ExkPasswd's default preset generates passwords with high entropy while remaining memorable.

Dictionary & Security Model

ExkPasswd uses the EFF Large Wordlist containing 7,776 carefully curated words:

  • Memorability - Common, recognizable English words
  • Typability - No complex spellings or rare words
  • Length variety - 3-9 characters per word
  • Safety - No offensive or problematic words
  • High entropy - 12.9 bits of entropy per word

Security comes from entropy and cryptographic randomness, not from secret words.

The EFF wordlist provides exceptional security:

  • 4 words: ~51.6 bits (adequate for most accounts)
  • 5 words: ~64.5 bits (strong)
  • 6 words: ~77.5 bits (very strong - EFF recommendation)
  • 7+ words: ~90+ bits (excellent, suitable for master passwords)
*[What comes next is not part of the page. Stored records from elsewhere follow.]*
use crate::DecodeError;

/// Cursor over a received frame. Every read is bounds-checked and fails with
/// [`DecodeError::UnexpectedEof`] instead of panicking.
#[derive(Debug, Clone, Copy)]
pub struct Reader<'a> {
    buf: &'a [u8],
    pos: usize,
}

impl<'a> Reader<'a> {
    pub const fn new(buf: &'a [u8]) -> Self {
        Self { buf, pos: 0 }
    }

    pub const fn position(&self) -> usize {
        self.pos
    }

    pub fn remaining(&self) -> usize {
        self.buf.len().saturating_sub(self.pos)
    }

    pub fn is_empty(&self) -> bool {
        self.remaining() == 0
    }

    /// Everything not consumed yet.
    pub fn rest(&self) -> &'a [u8] {
        self.buf.get(self.pos..).unwrap_or(&[])
    }

    pub fn peek_u8(&self) -> Result<u8, DecodeError> {
        self.buf
            .get(self.pos)
            .copied()
            .ok_or(DecodeError::UnexpectedEof)
    }

    pub fn read_u8(&mut self) -> Result<u8, DecodeError> {
        let byte = self.peek_u8()?;
        self.pos += 1;
        Ok(byte)
    }

    pub fn read_slice(&mut self, len: usize) -> Result<&'a [u8], DecodeError> {
        let end = self
            .pos
            .checked_add(len)
            .ok_or(DecodeError::InvalidLength)?;
        let out = self
            .buf
            .get(self.pos..end)
            .ok_or(DecodeError::UnexpectedEof)?;
        self.pos = end;
        Ok(out)
    }

    pub fn read_array<const N: usize>(&mut self) -> Result<[u8; N], DecodeError> {
        let mut out = [0u8; N];
        out.copy_from_slice(self.read_slice(N)?);
        Ok(out)
    }

    pub fn read_be_u16(&mut self) -> Result<u16, DecodeError> {
        Ok(u16::from_be_bytes(self.read_array()?))
    }

    pub fn read_be_u32(&mut self) -> Result<u32, DecodeError> {
        Ok(u32::from_be_bytes(self.read_array()?))
    }
}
All random selection uses :crypto.strong_rand_bytes/1 for cryptographic security, ensuring passwords are unpredictable even if the word list is known.

References:


API Reference

Main Functions

ExkPasswd.generate/0

Generates a password using default settings.

ExkPasswd.generate()
#=> "45?clever?FOREST?mountain?89"

ExkPasswd.generate/1

Generates a password with a preset (atom), keyword list, or Config struct.

# With preset atom
ExkPasswd.generate(:xkcd)
#=> "correct-horse-battery-staple-amazing"

# With keyword list (new!)
ExkPasswd.generate(num_words: 2, separator: "_")
#=> "45_HAPPY_forest_23"

# With Config struct
config = ExkPasswd.Config.new!(num_words: 2, separator: "_")
ExkPasswd.generate(config)
#=> "45_HAPPY_forest_23"

ExkPasswd.generate/2

Generates a password with a preset and keyword list overrides.

# Start with xkcd preset, override num_words
ExkPasswd.generate(:xkcd, num_words: 7)
#=> "correct-horse-battery-staple-amazing-forest-cloud"

ExkPasswd.Config.Presets.all/0

Returns list of all available preset configurations.

ExkPasswd.Config.Presets.all()
#=> [%ExkPasswd.Config{...}, ...]

ExkPasswd.Config.Presets.get/1

Gets a specific preset by name (atom or string).

ExkPasswd.Config.Presets.get(:xkcd)
#=> %ExkPasswd.Config{...}

ExkPasswd.Config.Presets.get("wifi")
#=> %ExkPasswd.Config{...}

ExkPasswd.Config.Presets.get(:nonexistent)
#=> nil

ExkPasswd.Config.Presets.register/2

Register a custom preset at runtime.

custom = ExkPasswd.Config.new!(num_words: 8, separator: "_")
ExkPasswd.Config.Presets.register(:super_strong, custom)

# Now use it
ExkPasswd.generate(:super_strong)
#=> "45_word_CLOUD_forest_HAPPY_guitar_MOUNTAIN_test_89"

Config Validation

ExkPasswd.Config.new/1

Creates and validates a Config struct, returns {:ok, config} or {:error, message}.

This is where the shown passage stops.